As stated in Theorem 1, the trace distance of the Hankel operators can be explicitly evaluated using the composite error system, see “Appendix B”, and does not require a direct computation of Hankel operators.

As an application of the theoretical results, we discuss generalized stochastic balanced truncation of stochastic (partial) differential equations in Sect. 5. The links between bilinear balanced truncation and stochastic balanced truncation are well known for finite-dimensional systems driven by Wiener noise (see e.g. [5]). In Sect. 5, we extend the Hankel operator methods to the finite-dimensional stochastic systems discussed in [18, 19], but our methods also cover a large class of infinite-dimensional stochastic systems as well. By pursuing an approach similar to the linear setting, we obtain an error bound on the expected output in terms of the Hankel singular values:

Proposition 1.3

Consider two stochastic systems with the same finite-dimensional input space \({\mathbb {R}}^n\) and output space \({\mathcal {H}} \simeq {\mathbb {R}}^m\). Let \(u \in L^p((0,\infty ),{\mathbb {R}}^n)\) for \(p \in [1,\infty ]\) be a deterministic control and let \(\Phi \) and \({\widetilde{\Phi }}\) be the stochastic flows of each respective system. The two stochastic flows shall be exponentially stable in mean square sense and define \( C_b\)-Markov semigroups. The difference \(\Delta (CY)\) of processes Y defined in (5.4) with initial conditions zero satisfies then

$$\begin{aligned} \left\| {\mathbb {E}} \Delta (CY_{\bullet }(u)) \right\| _{L^p((0,\infty ),{\mathbb {R}}^m)} \le 2 \left\| \Delta (H) \right\| _{{\text {TC}}} \left\| u \right\| _{L^{p}((0,\infty ),{\mathbb {R}}^n)}. \end{aligned}$$

The trace distance of the Hankel operators can be explicitly evaluated using the composite error system, see “Appendix B”.

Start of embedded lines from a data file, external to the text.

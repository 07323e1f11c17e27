//! Row-to-domain transformation. Pure and stateless: every method maps its
//! inputs without touching the store.

use std::collections::{HashMap, HashSet};

use uuid::Uuid;

use crate::application::gateway::{
    ContentInfoRow, ContentRow, NameRow, RelationRow, VersionInfoRow, VersionRow,
};
use crate::domain::content::{Content, ContentInfo, Field, VersionInfo, VersionStatus};
use crate::domain::relation::Relation;
use crate::domain::structs::{CreateStruct, RelationCreateStruct};
use crate::domain::types::{ContentId, ContentType, UserId, VersionNo};

#[derive(Debug, Clone, Default)]
pub struct Mapper;

impl Mapper {
    pub fn new() -> Self {
        Self
    }

    /// Build the first version of a content item out of its create struct.
    /// Ids stay 0 until the gateway has assigned them.
    pub fn create_version_info_from_create_struct(
        &self,
        create_struct: &CreateStruct,
        version_no: VersionNo,
    ) -> VersionInfo {
        let mut language_codes: Vec<String> = create_struct.name.keys().cloned().collect();
        for field in &create_struct.fields {
            if !language_codes.contains(&field.language_code) {
                language_codes.push(field.language_code.clone());
            }
        }
        language_codes.sort();

        VersionInfo {
            id: 0,
            version_no,
            content_info: ContentInfo {
                id: 0,
                content_type_id: create_struct.content_type_id,
                section_id: create_struct.section_id,
                owner_id: create_struct.owner_id,
                remote_id: create_struct.remote_id.clone(),
                name: create_struct
                    .name
                    .get(&create_struct.initial_language_code)
                    .cloned()
                    .unwrap_or_default(),
                current_version_no: version_no,
                main_language_code: create_struct.initial_language_code.clone(),
                main_location_id: None,
                always_available: create_struct.always_available,
                status: crate::domain::content::ContentStatus::Draft,
                publication_date: None,
                modification_date: Some(create_struct.modified),
            },
            creator_id: create_struct.owner_id,
            creation_date: create_struct.modified,
            modification_date: create_struct.modified,
            initial_language_code: create_struct.initial_language_code.clone(),
            language_codes,
            status: VersionStatus::Draft,
            names: create_struct.name.clone(),
        }
    }

    /// Build a new draft version on top of an existing content aggregate.
    pub fn create_version_info_for_content(
        &self,
        content: &Content,
        version_no: VersionNo,
        creator_id: UserId,
        created: time::OffsetDateTime,
    ) -> VersionInfo {
        let source = &content.version_info;
        VersionInfo {
            id: 0,
            version_no,
            content_info: source.content_info.clone(),
            creator_id,
            creation_date: created,
            modification_date: created,
            initial_language_code: source.initial_language_code.clone(),
            language_codes: source.language_codes.clone(),
            status: VersionStatus::Draft,
            names: source.names.clone(),
        }
    }

    /// Assemble content aggregates out of joined load rows, one per version
    /// present, reconciling fields against the current content-type schema:
    /// fields of removed definitions are dropped, definitions added since the
    /// version was written are synthesized with their default value.
    pub fn extract_content_from_rows(
        &self,
        rows: &[ContentRow],
        name_rows: &[NameRow],
        content_type: &ContentType,
    ) -> Vec<Content> {
        let mut order: Vec<(ContentId, VersionNo)> = Vec::new();
        let mut groups: HashMap<(ContentId, VersionNo), Vec<&ContentRow>> = HashMap::new();
        for row in rows {
            let key = (row.info.id, row.version.version_no);
            let group = groups.entry(key).or_default();
            if group.is_empty() {
                order.push(key);
            }
            group.push(row);
        }

        let definitions: HashMap<_, _> = content_type
            .field_definitions
            .iter()
            .map(|definition| (definition.id, definition))
            .collect();

        order
            .into_iter()
            .map(|key| {
                let group = &groups[&key];
                let first = group[0];
                let version_info =
                    self.version_info_from_parts(&first.info, &first.version, name_rows);

                let mut fields = Vec::new();
                let mut seen = HashSet::new();
                for row in group {
                    let Some(field_row) = &row.field else { continue };
                    if !seen.insert(field_row.id) {
                        continue;
                    }
                    if !definitions.contains_key(&field_row.field_definition_id) {
                        continue;
                    }
                    fields.push(Field {
                        id: Some(field_row.id),
                        field_definition_id: field_row.field_definition_id,
                        field_type: field_row.field_type.clone(),
                        value: field_row.value.clone(),
                        language_code: field_row.language_code.clone(),
                        version_no: Some(field_row.version_no),
                    });
                }

                let present: HashSet<(i64, String)> = fields
                    .iter()
                    .map(|field| (field.field_definition_id, field.language_code.clone()))
                    .collect();
                for definition in &content_type.field_definitions {
                    for language_code in &version_info.language_codes {
                        if present.contains(&(definition.id, language_code.clone())) {
                            continue;
                        }
                        fields.push(Field {
                            id: None,
                            field_definition_id: definition.id,
                            field_type: definition.field_type.clone(),
                            value: definition.default_value.clone(),
                            language_code: language_code.clone(),
                            version_no: Some(version_info.version_no),
                        });
                    }
                }

                Content {
                    version_info,
                    fields,
                }
            })
            .collect()
    }

    pub fn extract_content_info_from_row(&self, row: &ContentInfoRow) -> ContentInfo {
        ContentInfo {
            id: row.id,
            content_type_id: row.content_type_id,
            section_id: row.section_id,
            owner_id: row.owner_id,
            remote_id: row.remote_id.clone(),
            name: row.name.clone(),
            current_version_no: row.current_version_no,
            main_language_code: row.main_language_code.clone(),
            main_location_id: row.main_location_id,
            always_available: row.always_available,
            status: row.status,
            publication_date: row.publication_date,
            modification_date: row.modification_date,
        }
    }

    pub fn extract_version_info_from_row(
        &self,
        row: &VersionInfoRow,
        name_rows: &[NameRow],
    ) -> VersionInfo {
        self.version_info_from_parts(&row.info, &row.version, name_rows)
    }

    pub fn extract_version_info_list_from_rows(
        &self,
        rows: &[VersionInfoRow],
        name_rows: &[NameRow],
    ) -> Vec<VersionInfo> {
        rows.iter()
            .map(|row| self.extract_version_info_from_row(row, name_rows))
            .collect()
    }

    /// Derive a create struct that re-creates the given content. Row ids are
    /// cleared and a fresh remote id generated so the copy cannot collide
    /// with its source.
    pub fn create_create_struct_from_content(&self, content: &Content) -> CreateStruct {
        let info = &content.version_info.content_info;
        CreateStruct {
            name: content.version_info.names.clone(),
            content_type_id: info.content_type_id,
            section_id: info.section_id,
            owner_id: info.owner_id,
            fields: content
                .fields
                .iter()
                .map(|field| Field {
                    id: None,
                    version_no: None,
                    ..field.clone()
                })
                .collect(),
            locations: Vec::new(),
            always_available: info.always_available,
            remote_id: Uuid::new_v4().simple().to_string(),
            initial_language_code: content.version_info.initial_language_code.clone(),
            modified: content.version_info.modification_date,
        }
    }

    pub fn create_relation_from_create_struct(
        &self,
        create_struct: &RelationCreateStruct,
    ) -> Relation {
        Relation {
            id: 0,
            source_content_id: create_struct.source_content_id,
            source_content_version_no: create_struct.source_content_version_no,
            source_field_definition_id: create_struct.source_field_definition_id,
            destination_content_id: create_struct.destination_content_id,
            relation_type: create_struct.relation_type,
        }
    }

    pub fn extract_relation_from_row(&self, row: &RelationRow) -> Relation {
        Relation {
            id: row.id,
            source_content_id: row.source_content_id,
            source_content_version_no: row.source_content_version_no,
            source_field_definition_id: row.source_field_definition_id,
            destination_content_id: row.destination_content_id,
            relation_type: row.relation_type,
        }
    }

    pub fn extract_relations_from_rows(&self, rows: &[RelationRow]) -> Vec<Relation> {
        rows.iter()
            .map(|row| self.extract_relation_from_row(row))
            .collect()
    }

    fn version_info_from_parts(
        &self,
        info: &ContentInfoRow,
        version: &VersionRow,
        name_rows: &[NameRow],
    ) -> VersionInfo {
        let names = name_rows
            .iter()
            .filter(|name| {
                name.content_id == version.content_id && name.version_no == version.version_no
            })
            .map(|name| (name.language_code.clone(), name.name.clone()))
            .collect();

        VersionInfo {
            id: version.id,
            version_no: version.version_no,
            content_info: self.extract_content_info_from_row(info),
            creator_id: version.creator_id,
            creation_date: version.creation_date,
            modification_date: version.modification_date,
            initial_language_code: version.initial_language_code.clone(),
            language_codes: version.language_codes.clone(),
            status: version.status,
            names,
        }
    }
}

It was first shown in [18, Example II.2] that the difference of full and reduced stochastic systems cannot be estimated by the sum of truncated singular values, which is the case for linear systems. Instead, the following result can be obtained by arguing along the lines of the bilinear framework:

Theorem 3

Consider two stochastic systems with the same finite-dimensional input space \({\mathbb {R}}^n\) and output space \({\mathcal {H}} \simeq {\mathbb {R}}^m\) such that the respective stochastic flows \(\Phi \) and \({\widetilde{\Phi }}\) are independent. The two stochastic flows shall be exponentially stable in mean square sense and define \( C_b\)-Markov semigroups. The difference \(\Delta (CY)\) of processes Y defined in (5.4) with zero initial conditions satisfies

$$\begin{aligned} \sup _{t \in (0,\infty )} {\mathbb {E}} \left\| \Delta (CY_t(u)) \right\| _{{\mathbb {R}}^m} \le 2 \left\| \Delta ( H) \right\| _{{\text {TC}}} \left\| u\right\| _{\mathcal H_2^{(0,\infty )}({\mathbb {R}}^n)} \end{aligned}$$
(1.5)

with controls in the Banach space \(\left( \mathcal H_{2}^{(0,\infty )}({\mathbb {R}}^n), \sup _{t \in (0,\infty )}\left( {\mathbb {E}} \left( \left\| u(t) \right\| _{\mathbb R^n}\right) ^2\right) ^{1/2}\right) .\) The trace distance of the Hankel operators can be explicitly evaluated using the composite error system, see “Appendix B”.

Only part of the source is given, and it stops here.